Why argue over whether toxic nutrient levels can exist, they can. Water changes and proper dosing can prevent all of this. The problem lies in the sentence preceding this one. Every hobbyist makes mistakes. Yes, they may be huge mistakes by our standards but the possibility still exists.
I think we do both agree that toxicities can occur, but what I do not understand is what is the problem with using the literature values we already have on the topic (which I have looked up already) to figure out where the toxicity range should be and then do a few tests of our own to confirm the range?

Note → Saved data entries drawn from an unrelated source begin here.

use std::path::Path;

use cbi::RecordStore;
use tracing::instrument;

use super::{Address, commit, load_address, open_store};

/// Deletes a record, or one attribute of a record.
#[derive(Debug, clap::Parser)]
pub struct Command {
    /// The record or attribute to delete
    address: Address,

    /// Print the changes instead of saving them
    #[arg(long)]
    dry_run: bool,
}

impl Command {
    #[instrument]
    pub fn run(self, root: &Path) -> anyhow::Result<()> {
        let (_, store) = open_store(root);

        let Some(record) = load_address(&store, &self.address)? else {
            anyhow::bail!("Refusing to delete the whole of {}", self.address);
        };

        match &self.address.attribute {
            Some(attribute) => {
                if store.get(&self.address.config, &record, attribute).is_none() {
                    anyhow::bail!("{} is not set", self.address);
                }
                store.unset(&self.address.config, &record, attribute);
            }
            None => store.remove(&self.address.config, &record),
        }

        commit(&store, self.dry_run)
    }
}
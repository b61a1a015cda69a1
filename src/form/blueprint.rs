//! Declarative form descriptions.
//!
//! A blueprint describes a [`Map`] in TOML:
//!
//! ```toml
//! config = "network"
//! title = "Interfaces"
//!
//! [[section]]
//! type = "interface"
//! title = "Interfaces"
//!
//! [[section.option]]
//! name = "proto"
//! kind = "list"
//! title = "Protocol"
//! rmempty = false
//! choices = [["static", "Static address"], ["dhcp", "DHCP client"]]
//!
//! [[section.option]]
//! name = "ipaddr"
//! title = "IPv4 address"
//! depends = [{ proto = "static" }]
//! ```

use std::{path::Path, rc::Rc};

use serde::Deserialize;

use crate::{
    form::{
        FormError, Map,
        depends::DependencyGroup,
        option::{FormOption, OptionKind},
        section::{Section, SectionKind},
    },
    storage::{RecordStore, Value},
};

/// A form description.
#[derive(Debug, Clone, PartialEq, Deserialize)]
#[serde(deny_unknown_fields)]
pub struct Blueprint {
    /// The primary configuration.
    pub config: String,
    /// Further configurations to load.
    #[serde(default)]
    pub chain: Vec<String>,
    /// The form title.
    #[serde(default)]
    pub title: String,
    /// Forces the readonly state.
    #[serde(default)]
    pub readonly: Option<bool>,
    /// The sections.
    #[serde(default, rename = "section")]
    pub sections: Vec<SectionBlueprint>,
}

/// A section description. Giving a `name` makes it a named section.
#[derive(Debug, Clone, PartialEq, Deserialize)]
#[serde(deny_unknown_fields)]
pub struct SectionBlueprint {
    /// The record type.
    #[serde(rename = "type")]
    pub section_type: String,
    /// The single record governed by a named section.
    #[serde(default)]
    pub name: Option<String>,
    /// The section title.
    #[serde(default)]
    pub title: String,
    /// Reads another configuration than the map's.
    #[serde(default)]
    pub config: Option<String>,
    /// Tabs as `[name, title]` pairs.
    #[serde(default)]
    pub tabs: Vec<(String, String)>,
    /// The options.
    #[serde(default, rename = "option")]
    pub options: Vec<OptionBlueprint>,
}

/// The option kinds a description can name.
#[derive(Debug, Clone, Copy, Default, PartialEq, Eq, Deserialize)]
#[serde(rename_all = "snake_case")]
pub enum KindName {
    /// [`OptionKind::Value`].
    #[default]
    Value,
    /// [`OptionKind::List`].
    List,
    /// [`OptionKind::DynamicList`].
    DynamicList,
    /// [`OptionKind::Flag`].
    Flag,
    /// [`OptionKind::Hidden`].
    Hidden,
    /// [`OptionKind::Dummy`].
    Dummy,
}

/// A conditional default.
#[derive(Debug, Clone, PartialEq, Deserialize)]
#[serde(deny_unknown_fields)]
pub struct DefaultBlueprint {
    /// The default value.
    pub value: Value,
    /// When it applies. Empty for the fallback.
    #[serde(default)]
    pub depends: Vec<DependencyGroup>,
}

/// An option description.
#[derive(Debug, Clone, PartialEq, Deserialize)]
#[serde(deny_unknown_fields)]
pub struct OptionBlueprint {
    /// The option name.
    pub name: String,
    /// The option kind.
    #[serde(default)]
    pub kind: KindName,
    /// The option title.
    #[serde(default)]
    pub title: String,
    /// The tab to place the option on.
    #[serde(default)]
    pub tab: Option<String>,
    /// Configuration override.
    #[serde(default)]
    pub config: Option<String>,
    /// Record override.
    #[serde(default)]
    pub record: Option<String>,
    /// Attribute override.
    #[serde(default)]
    pub attribute: Option<String>,
    /// The default value.
    #[serde(default)]
    pub default: Option<Value>,
    /// Conditional defaults.
    #[serde(default)]
    pub default_when: Vec<DefaultBlueprint>,
    /// Choices as `[key, caption]` pairs.
    #[serde(default)]
    pub choices: Vec<(String, String)>,
    /// Dependency groups, any of which activates the option.
    #[serde(default)]
    pub depends: Vec<DependencyGroup>,
    /// Stored value for a checked flag.
    #[serde(default)]
    pub enabled: Option<String>,
    /// Stored value for an unchecked flag.
    #[serde(default)]
    pub disabled: Option<String>,
    /// See [`FormOption::rmempty`].
    #[serde(default = "default_true")]
    pub rmempty: bool,
    /// See [`FormOption::optional`].
    #[serde(default)]
    pub optional: bool,
    /// See [`FormOption::retain`].
    #[serde(default)]
    pub retain: bool,
    /// See [`FormOption::forcewrite`].
    #[serde(default)]
    pub forcewrite: bool,
    /// See [`FormOption::readonly`].
    #[serde(default)]
    pub readonly: bool,
}

const fn default_true() -> bool {
    true
}

impl Blueprint {
    /// Parses a TOML description.
    ///
    /// # Errors
    ///
    /// Returns [`FormError::Blueprint`] if the text is not a valid
    /// description.
    pub fn from_toml(text: &str) -> Result<Self, FormError> {
        toml::from_str(text).map_err(|e| FormError::Blueprint(e.to_string()))
    }

    /// Reads a TOML description from a file.
    ///
    /// # Errors
    ///
    /// Returns [`FormError::Blueprint`] if the file cannot be read or is not
    /// a valid description.
    pub fn load(path: &Path) -> Result<Self, FormError> {
        let text = std::fs::read_to_string(path)
            .map_err(|e| FormError::Blueprint(format!("failed to read {}: {e}", path.display())))?;
        Self::from_toml(&text)
    }

    /// Builds the described form against a store.
    ///
    /// # Errors
    ///
    /// Returns [`FormError::DuplicateTab`] or [`FormError::UnknownTab`] for
    /// inconsistent tabs.
    pub fn build(&self, store: Rc<dyn RecordStore>) -> Result<Map, FormError> {
        let mut map = Map::new(store, self.config.clone(), self.title.clone());
        for config in &self.chain {
            map.chain(config.clone());
        }
        if let Some(readonly) = self.readonly {
            map.set_readonly(readonly);
        }

        for blueprint in &self.sections {
            map.push_section(blueprint.build()?);
        }

        Ok(map)
    }
}

impl SectionBlueprint {
    fn build(&self) -> Result<Section, FormError> {
        let kind = match &self.name {
            Some(name) => SectionKind::Named {
                name: name.clone(),
                section_type: self.section_type.clone(),
            },
            None => SectionKind::Typed {
                section_type: self.section_type.clone(),
            },
        };

        let mut section = Section::new(kind, self.title.clone());
        if let Some(config) = &self.config {
            section.config(config.clone());
        }
        for (name, title) in &self.tabs {
            section.tab(name.clone(), title.clone())?;
        }

        for blueprint in &self.options {
            let kind = blueprint.kind();
            let option = match &blueprint.tab {
                Some(tab) => section.taboption(tab, kind, blueprint.name.clone(), blueprint.title.clone())?,
                None => section.option(kind, blueprint.name.clone(), blueprint.title.clone()),
            };
            blueprint.apply(option);
        }

        Ok(section)
    }
}

impl OptionBlueprint {
    fn kind(&self) -> OptionKind {
        match self.kind {
            KindName::Value => OptionKind::Value,
            KindName::List => OptionKind::List,
            KindName::DynamicList => OptionKind::DynamicList,
            KindName::Hidden => OptionKind::Hidden,
            KindName::Dummy => OptionKind::Dummy,
            KindName::Flag => OptionKind::Flag {
                enabled: self.enabled.clone().unwrap_or_else(|| "1".to_string()),
                disabled: self.disabled.clone().unwrap_or_else(|| "0".to_string()),
            },
        }
    }

    fn apply(&self, option: &mut FormOption) {
        if let Some(config) = &self.config {
            option.config(config.clone());
        }
        if let Some(record) = &self.record {
            option.record(record.clone());
        }
        if let Some(attribute) = &self.attribute {
            option.attribute(attribute.clone());
        }
        if let Some(default) = &self.default {
            option.default_value(default.clone());
        }
        for entry in &self.default_when {
            option.default_when(entry.value.clone(), entry.depends.clone());
        }
        for (key, caption) in &self.choices {
            option.value(key.clone(), caption.clone());
        }
        for group in &self.depends {
            option.depends_on(group.clone());
        }

        option
            .rmempty(self.rmempty)
            .optional(self.optional)
            .retain(self.retain)
            .forcewrite(self.forcewrite)
            .readonly(self.readonly);
    }
}
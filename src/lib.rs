//! Configuration binding engine
//!
//! Binds form fields to records in a pluggable record store, evaluates
//! cross-field visibility dependencies, and runs the transactional
//! read-validate-write-reload cycle of a configuration form.

mod config;
pub use config::{CONFIG_DIR, Config};

/// Forms: maps, sections, options, dependencies and the save transaction.
pub mod form;
pub use form::{Blueprint, DependencyGroup, FormError, FormOption, Map, OptionKind, Section, SectionId};

/// Record stores and their persisted format.
pub mod storage;
pub use storage::{Document, FileStore, MemoryStore, Record, RecordStore, StoreError, Value};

What is the toxic level for trace element X in aquatic plants? Beyond a few papers on copper, nitrates, zinc and a few others I have no idea. It would be nice to know, as well as what to look for just in case. I'm like every other hobbyist. I'm human and prone to error.
I've collected about 150 papers so far on various nutrients and the toxicity ranges for certain plants. There is no one toxic value for each of the micros that will hurt every species of plant we keep in all situations, but there are certainly ranges which should be avoided in order to keep our plants safe.

I believe we should take the lowest literature toxic value and then ensure that we do not dose anywhere close to that value. In medicine when a drug is brought to market usually it is required to have a toxic concentration at least 10-100x above the effective dose concentration. So using the copper example, if we were to say that 0.15 ppm is the lower toxic range, then do not dose more than 0.015 ppm to be in the safe zone.

What can we do to prevent toxicity? Dose appropriately and perform water changes. Sorry to derail any debates. But I'm more interested in managing nutrients to prevent both limits and toxicity in the first place. To put it bluntly you are both correct. You just need to move towards the middle a tad more. I respect both of you tremendously but that's what I see here.
Nutrient management is definitely an important part of growing aquatic plants. I use and love the EI method above all others, the idea of abundance rather than nutrient limitation is a good one especially when it comes to macro nutrients. My only issue with the system is the potential for overdosing micro nutrients exists given certain circumstances. Micros are far more toxic than any of the macros and so they need to be addressed properly.